• WHAT TO WORK ON
Scan the entries below for the word "RasterInfo". Copy each line that has it.

• DATA UNDER STUDY
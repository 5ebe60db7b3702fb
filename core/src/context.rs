use crate::{Error, Result};
use bytes::Bytes;
use std::collections::HashMap;
use std::fmt::Debug;
use std::sync::Arc;

/// HttpSend is used to send http request during the signing process.
///
/// Credential sources use it to reach the instance metadata service or to
/// call STS. It is scoped to the signer, please don't use it as a general
/// http client.
#[async_trait::async_trait]
pub trait HttpSend: Debug + Send + Sync + 'static {
    /// Send http request and return the response.
    async fn http_send(&self, req: http::Request<Bytes>) -> Result<http::Response<Bytes>>;
}

/// Env is used to read environment variables during credential loading.
pub trait Env: Debug + Send + Sync + 'static {
    /// Get an environment variable.
    ///
    /// Returns `None` when the variable is absent or not valid utf-8.
    fn var(&self, key: &str) -> Option<String>;

    /// Snapshot every visible environment variable as a (name, value) map.
    fn vars(&self) -> HashMap<String, String>;
}

/// Context carries the process facilities the signer is allowed to touch.
///
/// Components start as no-op implementations and are swapped in explicitly,
/// so a signer never talks to the network or the process environment unless
/// its owner handed it something that can.
///
/// ## Example
///
/// ```
/// use streamsign_core::{Context, OsEnv};
///
/// let ctx = Context::new().with_env(OsEnv);
/// ```
#[derive(Clone)]
pub struct Context {
    http: Arc<dyn HttpSend>,
    env: Arc<dyn Env>,
}

impl Debug for Context {
    fn fmt(&self, f: &mut std::fmt::Formatter<'_>) -> std::fmt::Result {
        f.debug_struct("Context")
            .field("http", &self.http)
            .field("env", &self.env)
            .finish()
    }
}

impl Default for Context {
    fn default() -> Self {
        Self::new()
    }
}

impl Context {
    /// Create a new Context where every component is a no-op.
    ///
    /// Configure the pieces you need with the `with_*` methods.
    pub fn new() -> Self {
        Self {
            http: Arc::new(NoopHttpSend),
            env: Arc::new(NoopEnv),
        }
    }

    /// Replace the HTTP client implementation.
    pub fn with_http_send(mut self, http: impl HttpSend) -> Self {
        self.http = Arc::new(http);
        self
    }

    /// Replace the environment implementation.
    pub fn with_env(mut self, env: impl Env) -> Self {
        self.env = Arc::new(env);
        self
    }

    /// Send http request and return the response.
    #[inline]
    pub async fn http_send(&self, req: http::Request<Bytes>) -> Result<http::Response<Bytes>> {
        self.http.http_send(req).await
    }

    /// Send http request and return the response with its body decoded as
    /// a string, replacing invalid utf-8 rather than failing.
    pub async fn http_send_as_string(
        &self,
        req: http::Request<Bytes>,
    ) -> Result<http::Response<String>> {
        let resp = self.http.http_send(req).await?;
        Ok(resp.map(|body| String::from_utf8_lossy(&body).into_owned()))
    }

    /// Get the environment variable.
    ///
    /// Returns `None` when the variable is absent or not valid utf-8.
    #[inline]
    pub fn env_var(&self, key: &str) -> Option<String> {
        self.env.var(key)
    }

    /// Snapshot every visible environment variable as a (name, value) map.
    #[inline]
    pub fn env_vars(&self) -> HashMap<String, String> {
        self.env.vars()
    }
}

/// Env implementation backed by the process environment.
#[derive(Debug, Copy, Clone)]
pub struct OsEnv;

impl Env for OsEnv {
    fn var(&self, key: &str) -> Option<String> {
        std::env::var_os(key)?.into_string().ok()
    }

    fn vars(&self) -> HashMap<String, String> {
        std::env::vars().collect()
    }
}

/// Env implementation serving a fixed set of variables.
///
/// Tests use this to exercise credential loading without touching the real
/// process environment.
#[derive(Debug, Clone, Default)]
pub struct StaticEnv {
    /// The variables this environment serves.
    pub envs: HashMap<String, String>,
}

impl Env for StaticEnv {
    fn var(&self, key: &str) -> Option<String> {
        self.envs.get(key).cloned()
    }

    fn vars(&self) -> HashMap<String, String> {
        self.envs.clone()
    }
}

/// HttpSend stand-in used until a real client is configured. Always errors.
#[derive(Debug, Clone, Copy, Default)]
pub struct NoopHttpSend;

#[async_trait::async_trait]
impl HttpSend for NoopHttpSend {
    async fn http_send(&self, _req: http::Request<Bytes>) -> Result<http::Response<Bytes>> {
        Err(Error::unexpected(
            "HTTP sending not supported: no HTTP client configured",
        ))
    }
}

/// Env stand-in used until a real environment is configured. Always empty.
#[derive(Debug, Clone, Copy, Default)]
pub struct NoopEnv;

impl Env for NoopEnv {
    fn var(&self, _key: &str) -> Option<String> {
        None
    }

    fn vars(&self) -> HashMap<String, String> {
        HashMap::new()
    }
}
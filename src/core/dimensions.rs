use crate::core::zoom::compute_zoom_offset;
use serde::Serialize;

/// Pixel dimensions of a raster.
#[derive(Debug, Clone, Copy, PartialEq, Eq, Serialize)]
pub struct ImageDimensions {
    pub width: u32,
    pub height: u32,
}

impl ImageDimensions {
    pub fn new(width: u32, height: u32) -> Self {
        Self { width, height }
    }

    /// Number of levels below `approximate_zoom` the image can be halved
    /// in both dimensions.
    pub fn zoom_offset(&self, approximate_zoom: u8) -> u8 {
        compute_zoom_offset(self.width, self.height, approximate_zoom)
    }
}

impl From<(u32, u32)> for ImageDimensions {
    fn from((width, height): (u32, u32)) -> Self {
        Self::new(width, height)
    }
}
pub mod constants;
pub mod dimensions;
pub mod zoom;

pub use constants::{
    EARTH_RADIUS, MAX_ZOOM_LEVEL, METERS_PER_DEGREE, TILE_SIZE, WEB_MERCATOR_CIRCUMFERENCE,
};
pub use dimensions::ImageDimensions;
pub use zoom::{
    GroundResolution, Resolution, ZoomLevel, compute_zoom, compute_zoom_offset, pixel_size_at,
    raw_zoom,
};
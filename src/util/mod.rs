pub mod error;

pub use error::ZoomError;
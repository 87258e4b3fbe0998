//! # get-zoom
//!
//! Picks the Web Mercator zoom level that matches a raster's ground resolution.
//!
//! ### 1. `compute_zoom` - Resolution to Zoom Level
//!
//! ```
//! use get_zoom::{compute_zoom, raw_zoom};
//!
//! # fn main() -> Result<(), get_zoom::ZoomError> {
//! // 0.3 m/px orthophoto
//! assert_eq!(compute_zoom(&0.3)?.value(), 19);
//!
//! // Clamped to 22, the raw ceiling is not
//! assert_eq!(compute_zoom(&0.001)?.value(), 22);
//! assert_eq!(raw_zoom(&0.001)?, 28);
//! # Ok(())
//! # }
//! ```
//!
//! ### 2. `compute_zoom_offset` - Pyramid Depth of an Image
//!
//! ```
//! use get_zoom::{ImageDimensions, compute_zoom_offset};
//!
//! assert_eq!(compute_zoom_offset(512, 256, 10), 8);
//! assert_eq!(ImageDimensions::new(512, 256).zoom_offset(10), 8);
//! ```
//!
//! ### 3. `RasterInfo` - Reading a GeoTIFF
//!
//! ```no_run
//! use get_zoom::{RasterInfo, ZoomReport};
//!
//! let info = RasterInfo::open("dem.tif").unwrap();
//! let report = ZoomReport::new("dem.tif", &info).unwrap();
//! println!("{}", report.to_json().unwrap());
//! ```
//!

pub mod api;
pub mod core;
pub mod util;

pub use api::{RasterInfo, Units, ZoomReport, get_resolution};
pub use crate::core::{
    EARTH_RADIUS, GroundResolution, ImageDimensions, MAX_ZOOM_LEVEL, METERS_PER_DEGREE,
    Resolution, TILE_SIZE, WEB_MERCATOR_CIRCUMFERENCE, ZoomLevel, compute_zoom,
    compute_zoom_offset, pixel_size_at, raw_zoom,
};
pub use util::ZoomError;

• ANSWER BELOW
//! ### 3. `RasterInfo` - Reading a GeoTIFF
//! use get_zoom::{RasterInfo, ZoomReport};
//! let info = RasterInfo::open("dem.tif").unwrap();
pub use api::{RasterInfo, Units, ZoomReport, get_resolution};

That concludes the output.